I feel like we're entering a nightmare.
It's everywhere you turn: some new mom posts a picture of the one second her screaming, demonic two-year-old is smiling (#mommyslittleangel). Some celebrity posts a "no makeup selfie" after spending at least twenty minutes on picking out a filter and putting on concealer ("that doesn't count as 'makeup', right?"). Your classmate from high school must've wished on the right star, because her butt magically grew seven sizes overnight ("it's FitTea I swear! Use my discount code!"). One of Kendrick Lamar's newest tracks off his album centers around this idea- and it's amazing (watch below).
Hey- don't get me wrong. I don't show my personality all the time- you're welcome for saving you the drama. I only step out of my house without makeup when I'm not going to see anybody that day (which is, of course, when I see my ex). Victoria's Secret has done me more favors than I'd like to admit, and my tan is something I perform routine maintenance on- even though it's meant to look like I just it effortlessly from my yacht vacation in Fiji. I bite my nails like a mofo- you should see me without the acrylics
But, here's the thing,
why can't we just admit it?
We live in a world where- being real witchu- we're all trying to seem perfect. As if God had favor over some of us, who are just #blessed. There's nothing wrong with wanting to enhance your natural beauty with some makeup- or investing a little money in some silicone or injections to boost your confidence (and collagen). Preferably within reason, cat woman (but hey, you do you). Sure, it's more expensive, but it doesn't make you less valuable as a human being because you weren't born with something someone else had at birth. Some people are born loving their bodies (a small percentage), and others have to pay to get there (the vast majority). Every single person on this earth is born with at least one self-esteem issue with their body. My point is: who cares?

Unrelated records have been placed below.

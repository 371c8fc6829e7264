use crate::domain::address::Address;
use crate::domain::value::{Timestamp, Wei};
use miette::Diagnostic;
use thiserror::Error;

#[derive(Error, Diagnostic, Debug)]
pub enum FaucetError {
    #[error("caller {caller} is not the owner of the faucet")]
    #[diagnostic(code(faucet::unauthorized), help("use the owner identity"))]
    Unauthorized { caller: Address },

    #[error("request at {now} is too early, next possible request at {next_possible}")]
    #[diagnostic(code(faucet::too_early))]
    TooEarly {
        now: Timestamp,
        next_possible: Timestamp,
    },

    #[error("pool balance {pool} wei is below the withdrawable value {required} wei")]
    #[diagnostic(code(faucet::insufficient_pool), help("fund the faucet first"))]
    InsufficientPool { pool: Wei, required: Wei },

    #[error("transfer failed: {0}")]
    #[diagnostic(code(faucet::transfer_failed))]
    TransferFailed(String),

    #[error("no faucet ledger has been deployed")]
    #[diagnostic(code(faucet::not_deployed))]
    NotDeployed,

    #[error("a faucet ledger is already deployed in this store")]
    #[diagnostic(code(faucet::already_deployed), help("resume it with deploy_or_open"))]
    AlreadyDeployed,

    #[error("arithmetic overflow")]
    #[diagnostic(code(faucet::overflow))]
    ArithmeticOverflow,

    #[error("chain time cannot move backwards from {current} to {requested}")]
    #[diagnostic(code(faucet::clock_regression))]
    ClockRegression {
        current: Timestamp,
        requested: Timestamp,
    },

    #[error("Validation error: {0}")]
    #[diagnostic(code(faucet::validation))]
    ValidationError(String),

    #[error("CSV error: {0}")]
    CsvError(#[from] csv::Error),

    #[error("IO error: {0}")]
    IoError(#[from] std::io::Error),

    #[error("Internal error: {0}")]
    InternalError(Box<dyn std::error::Error + Send + Sync>),
}

pub type Result<T> = std::result::Result<T, FaucetError>;
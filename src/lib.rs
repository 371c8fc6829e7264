pub mod application;
pub mod domain;
pub mod error;
pub mod infrastructure;
pub mod interfaces;
pub mod observability;
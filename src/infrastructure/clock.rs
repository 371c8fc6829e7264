use crate::domain::ports::ChainClock;
use crate::domain::value::Timestamp;
use crate::error::{FaucetError, Result};
use std::sync::Arc;
use std::sync::atomic::{AtomicU64, Ordering};

/// Chain time driven explicitly, e.g. by block timestamps of replayed calls.
///
/// Clones share the same time, so one handle can be given to the service while
/// another advances it. Time never moves backwards.
#[derive(Debug, Default, Clone)]
pub struct ManualClock {
    now: Arc<AtomicU64>,
}

impl ManualClock {
    pub fn new(start: Timestamp) -> Self {
        Self {
            now: Arc::new(AtomicU64::new(start.secs())),
        }
    }

    /// Moves chain time to `at`. Fails if `at` is earlier than the current time.
    pub fn advance_to(&self, at: Timestamp) -> Result<()> {
        self.now
            .fetch_update(Ordering::SeqCst, Ordering::SeqCst, |current| {
                (at.secs() >= current).then_some(at.secs())
            })
            .map(|_| ())
            .map_err(|current| FaucetError::ClockRegression {
                current: Timestamp::new(current),
                requested: at,
            })
    }

    /// Moves chain time forward by `secs`, saturating at the maximum.
    pub fn increase(&self, secs: u64) -> Timestamp {
        let previous = self
            .now
            .fetch_update(Ordering::SeqCst, Ordering::SeqCst, |current| {
                Some(current.saturating_add(secs))
            })
            .unwrap_or_else(|current| current);
        Timestamp::new(previous.saturating_add(secs))
    }
}

impl ChainClock for ManualClock {
    fn now(&self) -> Timestamp {
        Timestamp::new(self.now.load(Ordering::SeqCst))
    }
}
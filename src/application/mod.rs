//! Application layer containing the faucet's business logic orchestration.
//!
//! This module defines the `FaucetService`, which owns the storage, transfer,
//! and clock ports and serialises every ledger operation through a single
//! critical section.

pub mod faucet;
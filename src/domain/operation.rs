use super::address::Address;
use super::value::Timestamp;
use rust_decimal::Decimal;
use serde::Deserialize;

#[derive(Debug, Deserialize, PartialEq, Clone, Copy)]
#[serde(rename_all = "lowercase")]
pub enum OperationType {
    Fund,
    Update,
    Request,
}

/// A single call against the ledger, as replayed from an operations file.
///
/// `amount` is denominated in ether. `at` is the chain time of the call; when
/// absent the chain time is left where the previous call put it.
#[derive(Debug, Deserialize, PartialEq, Clone)]
pub struct Operation {
    pub r#type: OperationType,
    pub caller: Address,
    pub amount: Option<Decimal>,
    pub at: Option<Timestamp>,
}
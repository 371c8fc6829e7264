use crate::domain::operation::Operation;
use crate::error::{FaucetError, Result};
use std::io::Read;

/// Reads ledger operations from a CSV source.
///
/// This reader wraps `csv::Reader` and provides an iterator over `Result<Operation>`.
/// It handles whitespace trimming and flexible record lengths automatically.
pub struct OperationReader<R: Read> {
    reader: csv::Reader<R>,
}

impl<R: Read> OperationReader<R> {
    /// Creates a new `OperationReader` from any `Read` source (e.g., File, Stdin).
    pub fn new(source: R) -> Self {
        let reader = csv::ReaderBuilder::new()
            .trim(csv::Trim::All)
            .flexible(true)
            .from_reader(source);
        Self { reader }
    }

    /// Returns an iterator that lazily reads and deserializes operations.
    pub fn operations(self) -> impl Iterator<Item = Result<Operation>> {
        self.reader
            .into_deserialize()
            .map(|result| result.map_err(FaucetError::from))
    }
}
use axum::{extract::Request, http::HeaderValue, middleware::Next, response::Response};
use uuid::Uuid;

pub const REQUEST_ID_HEADER: &str = "x-request-id";

/// Propagates the caller's request id, or mints one, on both request and response.
pub async fn request_id_middleware(mut req: Request, next: Next) -> Response {
    let request_id = req
        .headers()
        .get(REQUEST_ID_HEADER)
        .cloned()
        .or_else(|| HeaderValue::from_str(&Uuid::new_v4().to_string()).ok());

    let Some(request_id) = request_id else {
        return next.run(req).await;
    };

    req.headers_mut()
        .insert(REQUEST_ID_HEADER, request_id.clone());

    let mut response = next.run(req).await;
    response.headers_mut().insert(REQUEST_ID_HEADER, request_id);
    response
}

We all do it. Tell me you've never contoured your curves with a little bronzer, or penciled in where your eyebrows were sparse, and I'll call BS. I mean, hey, if you've ever covered up a zit, technically you're being fake- so don't pretend to be better than someone just because you're better at faking it.
There's this new self love movement gaining momentum- and it's dope. But here's the problem- to promote natural self love is to say that people who wanted a little extra help from photoshop are worth less than those who were "born with it" and chose to accept it. Don't get me wrong- accepting yourself as AWESOME for the way you were born is just that- awesome. But why is it so hard to just be authentic and honest with other people, too? They had other, or the same, issues- and the more you market yourself as the perfect human being, the shittier they feel.
Maybe you're trying to prove to all those haters from middle school how much better you are. But even then, you give in to exactly what they wanted: for you to become someone that you aren't just to make them shut up. To become an arrogant, shallow, basic human being. If you want to change something about yourself, do it for you. Not anybody else.
The point is, it's exhausting trying to live in a world where we're all expected to look perfect and have perfect lives- when really,
not a single one of us does.
The point is, it's exhausting trying to live in a world where we're all expected to look perfect and have perfect lives- when really, who the f**k cares. If you spend your time comparing your natural beauty to someone else's not-so-natural beauty, you'll spend all of your time being miserable.
When you get real with your looks, or personality, or attitude, or whatever it is that you bring to the table, you show other people that it's okay to not be perfect. It's okay to do things to make yourself feel better- and it doesn't make you less of a badass to admit that you're human. In my opinion (and many others'), it makes you way more brave.
Imperfection is the only form of freedom we have left.
It's the only way we can break away from the mold. And admitting by embracing that you aren't (or weren't) perfect is beyond liberating. Being perfect doesn't inspire others. It makes you basic (which is just about the worst insult I can give you). It's how you deal with and/or embrace your imperfections that inspires people. And whether = your idea of dealing with your imperfections is erasing them or embracing them, whatever.
This is the whole idea behind my newest site. It's a place where, along with all of my other blog posts (compiled into one site), I get to be real with you. We get to journey through this crazy, beautiful, and sometimes really lame thing called life- and hopefully in my journey, you too will be inspired to be the most authentic version of yourself and start enjoying living more. It's the press for everything Monica-related, and I cant wait to see what you think.